**EXERCISE INSTRUCTIONS**
Which lines in the listing below contain "nodes"? Copy each of them.

**RECORDS PROVIDED**

↓

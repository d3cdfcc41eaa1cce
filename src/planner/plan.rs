//! Provisioning plan construction.
//!
//! A plan is an ordered sequence of layers. Each layer holds nodes with
//! no edges between them, so everything in a layer may be provisioned in
//! parallel once every earlier layer has completed.

use chrono::{DateTime, Utc};
use std::collections::HashMap;
use tracing::debug;

use crate::graph::{DependencyGraph, NodeId};

use super::fingerprint::GraphHasher;

/// An ordered, dependency-safe provisioning plan.
#[derive(Debug, Clone)]
pub struct ProvisioningPlan {
    /// When the plan was created.
    pub created_at: DateTime<Utc>,
    /// Fingerprint of the graph this plan was computed from.
    pub graph_fingerprint: String,
    /// Layers in execution order. Within a layer, nodes appear in
    /// declaration order.
    pub layers: Vec<Vec<NodeId>>,
}

impl ProvisioningPlan {
    /// Computes a plan from a validated graph using Kahn's algorithm.
    ///
    /// Each round collects every node whose unresolved in-degree is
    /// zero into one layer, ordered by declaration index so repeated
    /// runs over an unchanged graph produce an identical plan.
    #[must_use]
    pub fn from_graph(graph: &DependencyGraph) -> Self {
        let fingerprint = GraphHasher::new().hash_graph(graph);

        let mut indegree: HashMap<&NodeId, usize> = graph
            .nodes()
            .iter()
            .map(|n| (&n.id, graph.dependencies_of(&n.id).len()))
            .collect();

        let mut layers = Vec::new();
        let mut remaining = graph.len();

        while remaining > 0 {
            // Declaration order is the tie-break within a layer.
            let mut layer: Vec<&NodeId> = graph
                .nodes()
                .iter()
                .filter(|n| indegree.get(&n.id) == Some(&0))
                .map(|n| &n.id)
                .collect();
            layer.sort_by_key(|id| {
                graph
                    .node(id)
                    .map_or(usize::MAX, |n| n.declaration_index)
            });

            // The graph is validated acyclic, so a round always makes progress.
            debug_assert!(!layer.is_empty(), "no progress on an acyclic graph");
            if layer.is_empty() {
                break;
            }

            for id in &layer {
                indegree.remove(*id);
                for dependent in graph.dependents_of(id) {
                    if let Some(count) = indegree.get_mut(dependent) {
                        *count = count.saturating_sub(1);
                    }
                }
            }

            remaining -= layer.len();
            layers.push(layer.into_iter().cloned().collect());
        }

        debug!(
            "Computed provisioning plan: {} nodes in {} layers",
            graph.len(),
            layers.len()
        );

        Self {
            created_at: Utc::now(),
            graph_fingerprint: fingerprint,
            layers,
        }
    }

    /// Returns true if the plan has no nodes.
    #[must_use]
    pub fn is_empty(&self) -> bool {
        self.layers.is_empty()
    }

    /// Returns the number of layers.
    #[must_use]
    pub fn layer_count(&self) -> usize {
        self.layers.len()
    }

    /// Returns the total number of nodes across all layers.
    #[must_use]
    pub fn node_count(&self) -> usize {
        self.layers.iter().map(Vec::len).sum()
    }

    /// Returns the layer index a node is scheduled in.
    #[must_use]
    pub fn layer_of(&self, id: &NodeId) -> Option<usize> {
        self.layers
            .iter()
            .position(|layer| layer.iter().any(|n| n == id))
    }
}

impl std::fmt::Display for ProvisioningPlan {
    fn fmt(&self, f: &mut std::fmt::Formatter<'_>) -> std::fmt::Result {
        if self.layers.is_empty() {
            return write!(f, "Nothing to provision");
        }

        writeln!(
            f,
            "Provisioning Plan ({} nodes, {} layers):",
            self.node_count(),
            self.layer_count()
        )?;
        for (i, layer) in self.layers.iter().enumerate() {
            let names: Vec<&str> = layer.iter().map(NodeId::as_str).collect();
            writeln!(f, "  layer {i}: {}", names.join(", "))?;
        }
        Ok(())
    }
}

↑

**EXERCISE RESPONSE**
//! A plan is an ordered sequence of layers. Each layer holds nodes with
    /// Layers in execution order. Within a layer, nodes appear in
            .nodes()
                .nodes()
            "Computed provisioning plan: {} nodes in {} layers",
    /// Returns true if the plan has no nodes.
    /// Returns the total number of nodes across all layers.
            "Provisioning Plan ({} nodes, {} layers):",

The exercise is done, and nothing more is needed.